Hey everyone, hope you’re all well. It’s been a while since I’ve posted as I’ve just started going to therapy. The aim is that it gives me a boost and this is what I’m going to talk to you about today.
So just before the start of covid I found out that my local Mind, which is a health organisation, do a course called Waves which is based on DBT. This course runs for a year, I missed that years start date and then divide happened and they have to change the way they did the course. This meant I had to wait for the next year for the interviews to come around.
Well it turns out they came around quite quickly and I had my application form filled out and sent it straight back. I got a date for my interview and I was nervous but I knew I wanted this so much. Having to have an interview to get help was something that seemed odd to me though.
On the day of the interview I was nervous, I got to the venue early after travelling an hour and 45 minutes from where I live.
About a month later I got a response saying that I didn’t get a spot but I had to double check with the team because the letter I received didn’t have my name on it. Part of me was hopeful that I still had a chance of getting a spot how were my hopes for crushed when I got the letter back with my name on it saying I didn’t get a spot this year. They asked if I would like an application for next year when the next course stated so I said yes please otherwise I knew I would forget.
So a year passed and I received an email asking if I would like the application form sent out to me and I said yes please. Once I received it I had a month to send it back to them, I asked Sue from Lift Loud for Danny if she could help me fill the form out. I struggle with things like that. We send it off and then I got a date back for an interview which one of my friends took me to, it was nice because we chatted on the way which helped me chill out.
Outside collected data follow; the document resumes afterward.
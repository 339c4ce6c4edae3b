//! Statement and module grammar

use crate::error::{Result, SyntaxError};
use crate::lexer::TokenKind;

use super::ast::{LiteralValue, Node, NodeKind, SourceType, VariableKind};
use super::literal::parse_string;
use super::parser::{Marker, Parser};
#[cfg(test)]
mod tests {
    use crate::options::ParseOptions;
    use crate::parser::ast::{LiteralValue, MethodKind, Node, NodeKind};
    use crate::parser::parse;
    use test_log::test;

    /// Parse a single expression statement
    fn expr(source: &str) -> Node {
        let program = parse(source, &ParseOptions { range: true, loc: false }).unwrap();
        let NodeKind::Program { mut body, .. } = program.kind else {
            panic!("not a program");
        };
        match body.remove(0).kind {
            NodeKind::ExpressionStatement { expression } => *expression,
            other => panic!("not an expression statement: {other:?}"),
        }
    }

    fn json(source: &str) -> serde_json::Value {
        serde_json::to_value(expr(source)).unwrap()
    }

    #[test]
    fn test_precedence() {
        let tree = json("1 + 2 * 3");
        assert_eq!(tree["type"], "BinaryExpression");
        assert_eq!(tree["operator"], "+");
        assert_eq!(tree["left"]["value"], 1.0);
        assert_eq!(tree["right"]["operator"], "*");
        assert_eq!(tree["right"]["range"], serde_json::json!([4, 9]));

        let tree = json("a - b - c");
        assert_eq!(tree["left"]["operator"], "-");
        assert_eq!(tree["right"]["name"], "c");

        let tree = json("a || b && c");
        assert_eq!(tree["type"], "LogicalExpression");
        assert_eq!(tree["operator"], "||");
        assert_eq!(tree["right"]["operator"], "&&");

        let tree = json("a = b = c");
        assert_eq!(tree["right"]["type"], "AssignmentExpression");
    }

    #[test]
    fn test_unary_and_update() {
        let tree = json("typeof -x");
        assert_eq!(tree["operator"], "typeof");
        assert_eq!(tree["argument"]["operator"], "-");

        let tree = json("++a.b");
        assert_eq!(tree["type"], "UpdateExpression");
        assert_eq!(tree["prefix"], true);

        let tree = json("a--");
        assert_eq!(tree["prefix"], false);

        assert!(parse("++1", &ParseOptions::default()).is_err());
        assert!(parse("1 += 2", &ParseOptions::default()).is_err());
    }

    #[test]
    fn test_member_call_new() {
        let tree = json("new Foo(1).bar(2)[3]");
        assert_eq!(tree["type"], "MemberExpression");
        assert_eq!(tree["computed"], true);
        let call = &tree["object"];
        assert_eq!(call["type"], "CallExpression");
        assert_eq!(call["callee"]["object"]["type"], "NewExpression");
        assert_eq!(call["callee"]["object"]["arguments"][0]["value"], 1.0);

        let tree = json("new Foo");
        assert_eq!(tree["arguments"], serde_json::json!([]));

        let tree = json("f(...xs, 1,)");
        assert_eq!(tree["arguments"][0]["type"], "SpreadElement");
        assert_eq!(tree["arguments"].as_array().unwrap().len(), 2);

        let tree = json("a.if.null");
        assert_eq!(tree["property"]["name"], "null");
    }

    #[test]
    fn test_group_span_excludes_parens() {
        let tree = json("(a + b) * c");
        assert_eq!(tree["left"]["type"], "BinaryExpression");
        assert_eq!(tree["left"]["range"], serde_json::json!([1, 6]));
        assert_eq!(tree["range"], serde_json::json!([0, 11]));

        let tree = json("(a, b)");
        assert_eq!(tree["type"], "SequenceExpression");
        assert_eq!(tree["range"], serde_json::json!([1, 5]));
    }

    #[test]
    fn test_arrow_functions() {
        let tree = json("(a, b = 1, ...c) => a + b");
        assert_eq!(tree["type"], "ArrowFunctionExpression");
        assert_eq!(tree["expression"], true);
        assert_eq!(tree["range"], serde_json::json!([0, 25]));
        let params = tree["params"].as_array().unwrap();
        assert_eq!(params[0]["type"], "Identifier");
        assert_eq!(params[1]["type"], "AssignmentPattern");
        assert_eq!(params[2]["type"], "RestElement");

        let tree = json("x => { return x }");
        assert_eq!(tree["expression"], false);
        assert_eq!(tree["body"]["type"], "BlockStatement");

        let tree = json("() => 1");
        assert_eq!(tree["params"], serde_json::json!([]));

        let tree = json("([a, b], {c}) => a");
        assert_eq!(tree["params"][0]["type"], "ArrayPattern");
        assert_eq!(tree["params"][1]["type"], "ObjectPattern");

        assert!(parse("(a + 1) => a", &ParseOptions::default()).is_err());
        assert!(parse("(a, ...b)", &ParseOptions::default()).is_err());

        let err = parse("((a)) => 1", &ParseOptions::default()).unwrap_err();
        assert_eq!(err.to_string(), "Unexpected token '=>'");
        assert!(parse("(b, (a)) => 1", &ParseOptions::default()).is_err());
        assert_eq!(json("((a)) + 1")["left"]["name"], "a");
    }

    #[test]
    fn test_shorthand_initializers() {
        let options = ParseOptions { range: false, loc: true };
        let err = parse("x = 1;\n({a = 1})", &options).unwrap_err();
        assert_eq!(err.to_string(), "Invalid shorthand property initializer at line 2 column 4");
        assert!(parse("f({a = 1})", &ParseOptions::default()).is_err());
        assert!(parse("[{a = 1}]", &ParseOptions::default()).is_err());
        assert!(parse("x => ({a = 1})", &ParseOptions::default()).is_err());
        assert!(parse("for ({a = 1}; ;);", &ParseOptions::default()).is_err());

        let tree = json("({a = 1} = b)");
        assert_eq!(tree["left"]["type"], "ObjectPattern");
        assert_eq!(tree["left"]["properties"][0]["value"]["type"], "AssignmentPattern");
        assert_eq!(json("[{a = 1}] = b")["left"]["type"], "ArrayPattern");
        assert_eq!(json("({a = 1}) => a")["type"], "ArrowFunctionExpression");
        for source in [
            "for ({a = 1} of xs);",
            "function f({a = 1}) {}",
            "var {a = 1, b: [c = 2]} = d;",
        ] {
            assert!(parse(source, &ParseOptions::default()).is_ok(), "{source}");
        }
    }

    #[test]
    fn test_shorthand_requires_identifier() {
        let err = parse("({if})", &ParseOptions::default()).unwrap_err();
        assert_eq!(err.to_string(), "Unexpected token 'if'");
        assert!(parse("({true})", &ParseOptions::default()).is_err());
        assert!(parse("({'a'})", &ParseOptions::default()).is_err());
        assert_eq!(json("({if: 1})")["properties"][0]["key"]["name"], "if");
        assert_eq!(json("({get, set})")["properties"][1]["shorthand"], true);
    }

    #[test]
    fn test_literals() {
        let tree = json("/ab+c/gi");
        assert_eq!(tree["regex"]["pattern"], "ab+c");
        assert_eq!(tree["regex"]["flags"], "gi");
        assert_eq!(tree["value"], serde_json::Value::Null);

        let tree = json("'a\\u0041'");
        assert_eq!(tree["value"], "aA");
        assert_eq!(tree["raw"], "'a\\u0041'");

        match expr("0x10").kind {
            NodeKind::Literal { value, .. } => assert_eq!(value, LiteralValue::Number(16.0)),
            other => panic!("unexpected {other:?}"),
        }

        let tree = json("[1, , ...a]");
        assert_eq!(tree["elements"][1], serde_json::Value::Null);
        assert_eq!(tree["elements"][2]["type"], "SpreadElement");
    }

    #[test]
    fn test_object_literal() {
        let tree = json("({a, b: 1, [c]: 2, 'd': 3, get e() {}, set e(v) {}, f() {}, *g() {}, ...h})");
        let props = tree["properties"].as_array().unwrap();
        assert_eq!(props[0]["shorthand"], true);
        assert_eq!(props[1]["value"]["value"], 1.0);
        assert_eq!(props[2]["computed"], true);
        assert_eq!(props[3]["key"]["value"], "d");
        assert_eq!(props[4]["kind"], "get");
        assert_eq!(props[5]["kind"], "set");
        assert_eq!(props[6]["method"], true);
        assert_eq!(props[7]["value"]["generator"], true);
        assert_eq!(props[8]["type"], "SpreadElement");

        let tree = json("({get: 1, set() {}})");
        assert_eq!(tree["properties"][0]["key"]["name"], "get");
        assert_eq!(tree["properties"][1]["kind"], "init");
    }

    #[test]
    fn test_class_expression() {
        let tree = json("(class A extends B { constructor() {} static s() {} get g() {} static() {} })");
        assert_eq!(tree["type"], "ClassExpression");
        assert_eq!(tree["superClass"]["name"], "B");
        let members = tree["body"]["body"].as_array().unwrap();
        assert_eq!(members[0]["kind"], "constructor");
        assert_eq!(members[1]["static"], true);
        assert_eq!(members[2]["kind"], "get");
        assert_eq!(members[3]["key"]["name"], "static");
        assert_eq!(members[3]["static"], false);

        match expr("(class { 'constructor'() {} })").kind {
            NodeKind::ClassExpression(class) => match &class.body.kind {
                NodeKind::ClassBody { body } => match &body[0].kind {
                    NodeKind::MethodDefinition { kind, .. } => assert_eq!(*kind, MethodKind::Constructor),
                    other => panic!("unexpected {other:?}"),
                },
                other => panic!("unexpected {other:?}"),
            },
            other => panic!("unexpected {other:?}"),
        }
    }

    #[test]
    fn test_templates() {
        let tree = json("`a${b}c${d + 1}`");
        assert_eq!(tree["type"], "TemplateLiteral");
        let quasis = tree["quasis"].as_array().unwrap();
        assert_eq!(quasis.len(), 3);
        assert_eq!(quasis[0]["value"]["raw"], "a");
        assert_eq!(quasis[1]["value"]["cooked"], "c");
        assert_eq!(quasis[2]["tail"], true);
        assert_eq!(tree["expressions"][1]["operator"], "+");

        let tree = json("`${ (() => { if (a) { return `x${b}` } })() }`");
        assert_eq!(tree["quasis"].as_array().unwrap().len(), 2);
        let inner = &tree["expressions"][0]["callee"]["body"]["body"][0]["consequent"]["body"][0];
        assert_eq!(inner["argument"]["type"], "TemplateLiteral");
        assert_eq!(inner["argument"]["expressions"][0]["name"], "b");

        let tree = json("tag`x\\ty`");
        assert_eq!(tree["type"], "TaggedTemplateExpression");
        assert_eq!(tree["quasi"]["quasis"][0]["value"]["raw"], "x\\ty");
        assert_eq!(tree["quasi"]["quasis"][0]["value"]["cooked"], "x\ty");
    }

    #[test]
    fn test_conditional_and_sequence() {
        let tree = json("a ? b : c, d");
        assert_eq!(tree["type"], "SequenceExpression");
        assert_eq!(tree["expressions"][0]["type"], "ConditionalExpression");
    }

    #[test]
    fn test_yield_only_in_generators() {
        let program = parse("function* g() { yield; yield* a; yield b }", &ParseOptions::default()).unwrap();
        let tree = serde_json::to_value(program).unwrap();
        let body = &tree["body"][0]["body"]["body"];
        assert_eq!(body[0]["expression"]["argument"], serde_json::Value::Null);
        assert_eq!(body[1]["expression"]["delegate"], true);
        assert_eq!(body[2]["expression"]["argument"]["name"], "b");

        assert!(parse("function f() { yield 1 }", &ParseOptions::default()).is_err());
    }
}
//! Option records for the public entry points
//!
//! All records deserialize from camelCase JSON and fall back to their
//! defaults for missing fields.

use serde::{Deserialize, Serialize};

/// Default soft limit on minified line length
pub const DEFAULT_MAX_LINE_LEN: usize = 32000;

/// Which trivia the scanner retains and which positions it records
#[derive(Debug, Clone, Copy, Default, PartialEq, Eq, Serialize, Deserialize)]
#[serde(default, rename_all = "camelCase")]
pub struct TokenizeOptions {
    /// Keep comment tokens
    pub comment: bool,
    /// Keep line terminator tokens
    pub line_terminator: bool,
    /// Keep whitespace tokens
    pub white_space: bool,
    /// Record byte ranges
    pub range: bool,
    /// Record line/column locations
    pub loc: bool,
}

impl TokenizeOptions {
    /// Retain every token so the stream reproduces the source
    pub fn lossless() -> Self {
        TokenizeOptions {
            comment: true,
            line_terminator: true,
            white_space: true,
            ..Default::default()
        }
    }

    /// Whether tokens of `kind` are kept in the output
    pub fn retains(&self, kind: crate::TokenKind) -> bool {
        use crate::TokenKind;
        match kind {
            TokenKind::Comment => self.comment,
            TokenKind::LineTerminator => self.line_terminator,
            TokenKind::WhiteSpace => self.white_space,
            _ => true,
        }
    }
}

#[derive(Debug, Clone, Copy, Default, PartialEq, Eq, Serialize, Deserialize)]
#[serde(default, rename_all = "camelCase")]
pub struct ParseOptions {
    /// Attach byte ranges to nodes
    pub range: bool,
    /// Attach line/column locations to nodes and errors
    pub loc: bool,
}

#[derive(Debug, Clone, Copy, PartialEq, Eq, Serialize, Deserialize)]
#[serde(default, rename_all = "camelCase")]
pub struct UntokenizeOptions {
    /// Skip the spaces that keep identifier-like tokens apart; operator
    /// separators are still inserted
    #[serde(rename = "unsafe")]
    pub unsafe_spacing: bool,
    /// Accepted for symmetry with [`MinifyOptions`]; line breaking is done by the minifier
    pub max_line_len: usize,
}

impl Default for UntokenizeOptions {
    fn default() -> Self {
        UntokenizeOptions {
            unsafe_spacing: false,
            max_line_len: DEFAULT_MAX_LINE_LEN,
        }
    }
}

#[derive(Debug, Clone, Copy, PartialEq, Eq, Serialize, Deserialize)]
#[serde(default, rename_all = "camelCase")]
pub struct MinifyOptions {
    /// Soft limit on output line length
    pub max_line_len: usize,
}

impl Default for MinifyOptions {
    fn default() -> Self {
        MinifyOptions {
            max_line_len: DEFAULT_MAX_LINE_LEN,
        }
    }
}

#[cfg(test)]
mod tests {
    use super::*;

    #[test]
    fn test_deserialize_camel_case() {
        let opts: TokenizeOptions =
            serde_json::from_str(r#"{"lineTerminator": true, "whiteSpace": true}"#).unwrap();
        assert!(opts.line_terminator);
        assert!(opts.white_space);
        assert!(!opts.comment);
        assert!(!opts.loc);

        let opts: UntokenizeOptions = serde_json::from_str(r#"{"unsafe": true}"#).unwrap();
        assert!(opts.unsafe_spacing);
        assert_eq!(opts.max_line_len, DEFAULT_MAX_LINE_LEN);

        let opts: MinifyOptions = serde_json::from_str("{}").unwrap();
        assert_eq!(opts.max_line_len, 32000);
    }

    #[test]
    fn test_retains() {
        let opts = TokenizeOptions::default();
        assert!(!opts.retains(crate::TokenKind::Comment));
        assert!(opts.retains(crate::TokenKind::Identifier));
        assert!(TokenizeOptions::lossless().retains(crate::TokenKind::WhiteSpace));
    }
}
//! Token-level minifier
//!
//! Scans with line terminators retained, drops every line break the
//! grammar does not need, re-inserts breaks to keep lines bounded, then
//! renders with minimal spacing.

pub mod untokenizer;

use log::{debug, trace};

use crate::lexer::{Token, TokenKind, tokenize};
use crate::options::{MinifyOptions, TokenizeOptions, UntokenizeOptions};
use crate::util::unicode::ends_with_sign;

pub use untokenizer::untokenize;

/// Minify `source`.
///
/// Input the scanner cannot fully recognize is minified up to the point
/// where scanning stopped.
pub fn minify(source: &str, options: &MinifyOptions) -> String {
    debug!("minify: {} bytes, {options:?}", source.len());
    let tokens = tokenize(
        source,
        &TokenizeOptions {
            line_terminator: true,
            ..Default::default()
        },
    );
    let tokens = break_lines(flatten(restore_comment_breaks(tokens)), options.max_line_len);
    untokenize(&tokens, &UntokenizeOptions::default())
}

fn is_line_terminator(token: &Token<'_>) -> bool {
    token.kind == TokenKind::LineTerminator
}

/// Line breaks before `++` and `--` end the statement
fn is_restricted_punctuator(token: &Token<'_>) -> bool {
    token.is_punctuator("++") || token.is_punctuator("--")
}

/// Put back the line breaks hidden inside dropped multi-line comments.
///
/// A comment spanning lines separates statements like a line terminator,
/// so a token flagged with a preceding break gets one when the stream has
/// none right before it.
pub fn restore_comment_breaks(tokens: Vec<Token<'_>>) -> Vec<Token<'_>> {
    let mut out: Vec<Token<'_>> = Vec::with_capacity(tokens.len());
    for token in tokens {
        let needs_break = token.has_line_terminator_before
            && !token.kind.is_trivia()
            && out.last().is_some_and(|previous| !is_line_terminator(previous));
        if needs_break {
            out.push(Token::new(TokenKind::LineTerminator, "\n"));
        }
        out.push(token);
    }
    out
}

/// Drop line terminators that cannot affect semicolon insertion.
///
/// Runs of breaks collapse to one. Leading breaks go, as do breaks next to
/// a punctuator, except before `++`/`--` where the break ends the statement.
pub fn flatten(tokens: Vec<Token<'_>>) -> Vec<Token<'_>> {
    let total = tokens.len();
    let mut out: Vec<Token<'_>> = Vec::with_capacity(total);
    let mut iter = tokens.into_iter().peekable();

    while let Some(token) = iter.next() {
        if !is_line_terminator(&token) {
            out.push(token);
            continue;
        }

        while iter.peek().is_some_and(is_line_terminator) {
            iter.next();
        }

        let restricted_next = iter.peek().is_some_and(is_restricted_punctuator);
        let after_punctuator = match out.last() {
            None => true,
            Some(previous) => previous.kind == TokenKind::Punctuator && !restricted_next,
        };
        let before_punctuator = iter
            .peek()
            .is_some_and(|next| next.kind == TokenKind::Punctuator && !restricted_next);
        if !after_punctuator && !before_punctuator {
            out.push(token);
        }
    }

    trace!("flatten: {total} -> {} tokens", out.len());
    out
}

/// Insert a line break after the first safe punctuator once a line reaches
/// `max_line_len` bytes
pub fn break_lines(tokens: Vec<Token<'_>>, max_line_len: usize) -> Vec<Token<'_>> {
    let mut out = Vec::with_capacity(tokens.len());
    let mut line_len = 0;
    let mut breaks = 0usize;
    let mut iter = tokens.into_iter().peekable();

    while let Some(token) = iter.next() {
        if is_line_terminator(&token) {
            line_len = 0;
            out.push(token);
            continue;
        }

        line_len += token.value.len();
        let breakable = line_len >= max_line_len
            && token.kind == TokenKind::Punctuator
            && !ends_with_sign(token.value)
            && !iter.peek().is_some_and(|next| is_restricted_punctuator(next) || is_line_terminator(next));
        out.push(token);
        if breakable {
            out.push(Token::new(TokenKind::LineTerminator, "\n"));
            line_len = 0;
            breaks += 1;
        }
    }

    trace!("break_lines: {breaks} breaks at limit {max_line_len}");
    out
}

#[cfg(test)]
mod tests {
    use super::*;
    use crate::options::ParseOptions;
    use crate::parser::{Node, parse};
    use test_log::test;

    fn minify_default(source: &str) -> String {
        minify(source, &MinifyOptions::default())
    }

    #[test]
    fn test_drops_redundant_breaks() {
        let source = "\n\nvar a = 1;\n\n// note\nvar b = 2;\n";
        assert_eq!(minify_default(source), "var a=1;var b=2;");
    }

    #[test]
    fn test_keeps_significant_breaks() {
        assert_eq!(minify_default("a\n\n\nb"), "a\nb");
        assert_eq!(minify_default("return\na"), "return\na");
        assert_eq!(minify_default("a\n++b"), "a\n++b");
        assert_eq!(minify_default("x = y\n(z)"), "x=y(z)");
        assert_eq!(minify_default("a\n"), "a\n");
    }

    #[test]
    fn test_breaks_inside_comments() {
        assert_eq!(minify_default("a /*\n*/ b"), "a\nb");
        assert_eq!(
            minify_default("function f(){ return /*\n*/ 1 }"),
            "function f(){return\n1}"
        );
        assert_eq!(minify_default("a = 1 /* x */ + 2"), "a=1+2");
        assert_eq!(minify_default("a; /*\n*/ b"), "a;b");

        let options = ParseOptions::default();
        let minified = minify_default("x = 1 /*\n*/ y = 2");
        assert_eq!(minified, "x=1\ny=2");
        assert!(parse(&minified, &options).is_ok());
    }

    #[test]
    fn test_shrinks_and_keeps_meaning() {
        let source = "function add(a, b) {\n  /* sum */\n  return a + b;\n}\n\nvar total = add(1, +2) - -3;\n";
        let minified = minify_default(source);
        assert!(minified.len() < source.len());
        assert_eq!(minified, "function add(a,b){return a+b;}var total=add(1,+2)- -3;");

        let strip = |node: Node| {
            let mut json = serde_json::to_value(node).unwrap();
            json.as_object_mut().unwrap().remove("range");
            json
        };
        let options = ParseOptions::default();
        assert_eq!(
            strip(parse(source, &options).unwrap()),
            strip(parse(&minified, &options).unwrap())
        );
    }

    #[test]
    fn test_idempotent() {
        let sources = [
            "var s = `a${ b + 1 }c`;\nif (x) /re/.test(s);\nfoo()",
            "a\n\n\nb\n",
            "x = y / 2 / z; // done",
        ];
        for source in sources {
            let once = minify_default(source);
            assert_eq!(minify_default(&once), once);
        }
    }

    #[test]
    fn test_line_length_bound() {
        let options = MinifyOptions { max_line_len: 4 };
        assert_eq!(minify("a = 1; b = 2; c = 3;", &options), "a=1;\nb=2;\nc=3;\n");

        let options = MinifyOptions { max_line_len: 1 };
        assert_eq!(minify("a[0]\n++b", &options), "a[\n0]\n++b");
    }

    #[test]
    fn test_flatten_tokens() {
        let tokens = tokenize(
            "\n a \n\n ; \n b",
            &TokenizeOptions {
                line_terminator: true,
                ..Default::default()
            },
        );
        let kinds: Vec<_> = flatten(tokens).iter().map(|token| token.kind).collect();
        assert_eq!(kinds, [TokenKind::Identifier, TokenKind::Punctuator, TokenKind::Identifier]);
    }
}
n the interview there were two ladies that made me feel safe and like I could open up to them about my mental health without feeling judged. They told me I had a strong interview and would hear back in February. Well when February rolled around I emailed them asking if I would hear back but they replied saying there had been a problem so they will get back to me soon.
I was sitting at home one day on my own and my phone rang. The lady said who she was and where she was from, she also then said that I had been successful in gaining a spot on the course. I should ‘YES’ down the phone to the last on the other end, she must’ve thought what a weirdo hahaha. It was then left that they would be sending me some paperwork to confirm everything.
While I had been waiting for confirmation I had been dealing with a duty worker for Victoria House who said we could try and get me a free bus pass. This would help with the cost of travelling to and from the course. I filled out the online application form but the next day it got declined due to them not accepting my picture and they wanted a diagnosis in the letter. So we reapplied and the next day I got approved, I was so happy.
When I received my letter from Mind to confirm the first day of the course it said that my first and second day would only be for an hour and a half. This seemed pointless to me but after actually doing those first two sessions I felt like the way they did it made sense. On those days I got to meet other people on the course and get all the boring paperwork side done and out of the way.
So coming to my first full day of the course, I had to get the bus at 8am to be there for 10am. I was nervous as anything but once I arrived, walked through the door and saw everyone I felt safe. It was a nice environment to be in and I felt like I took a lot away from my first full day.
The second session I really struggled with, we spoke about biology, psychology and sociology of being unwell. I couldn’t retain the information and I just wanted to walk out. However a lady that worked for mind came over and I asked her to explain it to me because I couldn’t understand it. She explained it to me in laymen’s terms and I was able to complete the task.
We now have two weeks off due to the bank holidays and the Kings Coronation.
I can’t wait to see what’s in store for the next session.